Alias THOMAS COSTANTIN, poliedrico performer con la passione per il ROSSO, in tutte le sue sfumature.
Al debutto del suo terzo ALBUM, ci spiega il suo rapporto con la MUSICA. E il misticismo.
Dear Jad e performer ossessionato dal colore rosso, Thomas Costantin, noto anche come The man in red, ci racconta Destination Experience: un evocativo album a metà strada tra elettronica, dance, wave e musica d’ascolto – la terza uscita discografica della sua carriera dopo Variations (2019) e l’EP Le città (2021) – che elude facili categorizzazioni di genere. «Ho iniziato
a lavorare ai brani confluiti in questo album poco prima dello scoppio della pandemia, all’epoca in cui
vivevo tra Parigi e Milano», esordisce il poliedrico cantante e performer padovano, noto al popolo della
notte milanese come DJ resident del Plastic e per fare presenza fissa alla consolle di sfilate e eventi delle
fashion week milanesi. «Costretto dall’emergenza Covid a tornare a vivere in pianta stabile a Milano, decisi di rimettere
temporaneamente questo progetto in lingua inglese nel cassetto, per dare la precedenza al mio EP pop in
lingua italiana (Le città, ndr), col quale ho voluto celebrare il mio rientro in patria», prosegue. «Non potevo sospettare, allora, che sarebbe seguito un lungo periodo di introspezione, che mi avrebbe portato a sospendere per circa un anno ogni attività musicale».

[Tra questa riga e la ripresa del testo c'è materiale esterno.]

use serde::Serialize;

use crate::measurement::{MeasurementKey, MeasurementResult};

pub const UNIT: &str = "cm";

/// One display line of a measurement result.
#[derive(Debug, Clone, PartialEq, Serialize)]
pub struct MeasurementRow {
    pub key: MeasurementKey,
    pub label: &'static str,
    /// `None` when the service did not report this key.
    pub value: Option<f64>,
}

impl MeasurementRow {
    /// Value to one decimal place, or `None` if absent.
    pub fn formatted_value(&self) -> Option<String> {
        self.value.map(|v| format!("{:.1}", v))
    }
}

/// Rows in the fixed display order: Height, Shoulder, Hip, Arm Length,
/// Leg/Inseam. Missing values stay `None`.
pub fn normalize(raw: &MeasurementResult) -> Vec<MeasurementRow> {
    MeasurementKey::ALL
        .iter()
        .map(|key| MeasurementRow {
            key: *key,
            label: key.label(),
            value: raw.get(*key),
        })
        .collect()
}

Progetto di lenta sedimentazione, frutto di un intenso percorso di autoconoscenza e ricerca, Destination Experience è un album più intimo e personale dei precedenti, oltre che più ricercato sul fronte del sound, grazie anche alla collaborazione con Heavy Soul Studio, la sala di registrazione di Daniele Cavalli a Firenze. «Mi premeva stemperare la musica elettronica, di per sé fredda e artificiale, con calde e “umane” sonorità vintage, motivo per cui ho scelto di registrarlo su vecchi banchi analogici, come era prassi fare fino agli anni ’80», rivela. «Rinunciare alla comodità del computer mi ha fatto scoprire un modus operandi fisico e artigianale, caratterizzato da una forte componente tattile, che mi ha portato a instaurare con la mia musica una relazione più epidermica, viscerale. A questo si aggiunga che la gestualità ripetitiva, a tratti ossessiva, legata all’uso di questi ingombranti macchinari
conferisce all’intero processo di registrazione un alone di sacralità. Soprattutto la notte, nello studio così immerso nel silenzio da sembrare la cripta di un tempio, mi sono sentito l’adepto di un culto misterico». L’afflato mistico, rivela, ha nel frattempo contagiato anche la sua pratica di DJ. «Tornare a esibirmi dal vivo, dopo la pandemia, è stato uno shock. Mi sono sentito spinto di prepotenza dentro un mondo fatto di volumi alti e apparenza, al quale, reduce da un anno di silenzio e spartana concretezza, non ero più abituato», prosegue. «Mi sono ritrovato così a desiderare di reinventare il mio modo di essere DJ, infondendovi poesia, mistero e spiritualità. Andando oltre l’aspetto meramente ludico della professione, un DJ, elevandosi a “vate”, può ambire a molto di più: officiare un rituale collettivo in onore del Dio della Musica, misterioso e potente. Dal dancefloor si sprigiona allora un’energia estatica e inebriante, mentre la musica acquisisce una strana e “fluida” consistenza che ti dà l’impressione di esservi “immerso”; quasi fosse l’acqua di un mare, l’aria di un vento di tempesta, o il silenzio ovattato di una foresta dopo una nevicata». Lo scatto di Cuba Tornado Scott scelto come copertina dell’album – dominato dal colore rosso, non poteva essere altrimenti per The man in red – ritrae l’artista mente scosta con la mano la quinta di un teatro, investito da un fascio di luce fumoso e materico. «Rappresenta la musica in queste estatiche occasioni: così “densa” e avvolgente, da dare l’illusione di poterla suonare, come
uno strumento». L’album è uscito il 14 ottobre.